Nothing can be produced from nothing.
Most of what happens actually is forgotten.
This I know, that between finite and infinite there is no comparison; so that the difference between God and the greatest and most excellent created thing is no less than the difference between God and the least created thing.
To the rest of the Galaxy, if they are aware of us at all, Earth is but a pebble in the sky. To us it is home, and all the home we know.
Several actual worlds without one another are not, therefore, impossible by the very concept, as Wolf hastily concluded from the notion of a complex or multiplicity which he deemed sufficient to a whole, as such, but only on condition that there exist but one necessary cause of all things. If several are admitted, several worlds without one another will be possible in the strictest metaphysical sense.
Music is everything. God himself is nothing more than an acoustic hallucination.
The fundamental defect of fathers, in our competitive society, is that they want their children to be a credit to them.
There is no substitute for the comfort supplied by the utterly taken-for-granted relationship.
It has no sense and cannot just unless it comes to terms with death. Mine as (well as) that of the other. Between life and death, then, this is indeed the place of a sententious injunction that always feigns to speak the just.
We cannot grasp any idea, any organ of meditation, we cannot possess it in full force, until we have felt and sensed it, as much so as if it were an odor or a color.
Rascals are always sociable - more's the pity! and the chief sign that a man has any nobility in his character is the little pleasure he takes in others' company.
One who seeks will find, and for one who knocks it will be opened.
The alleged power to charm down insanity, or ferocity in beasts, is a power behind the eye.
It occurs to me that artists go forward by going backward, something which I have nothing against intrinsically when it is a reproduced retreat - as is the case with the better artists.
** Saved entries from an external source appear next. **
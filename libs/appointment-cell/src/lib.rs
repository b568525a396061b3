pub mod handlers;
pub mod models;
pub mod router;
pub mod services;

// Re-export all models and services for external use
pub use models::*;
pub use services::*;

pub use router::{appointment_routes, AppointmentState};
But it does not seem right that they stop with the historical themes already given and, so to speak, think that only these are suitable for poetic treatment, because these particular themes, which intrinsically are no more poetic than others, are now again animated and inspirited by a great poetic nature. In this case the artists advance by marching on the spot. - Why are modern heroes and the like not just as poetic? Is it because there is so much emphasis on clothing the content in order that the formal aspect can be all the more finished?
Amongst so many borrowed things, I am glad if I can steal one, disguising and altering it for some new service.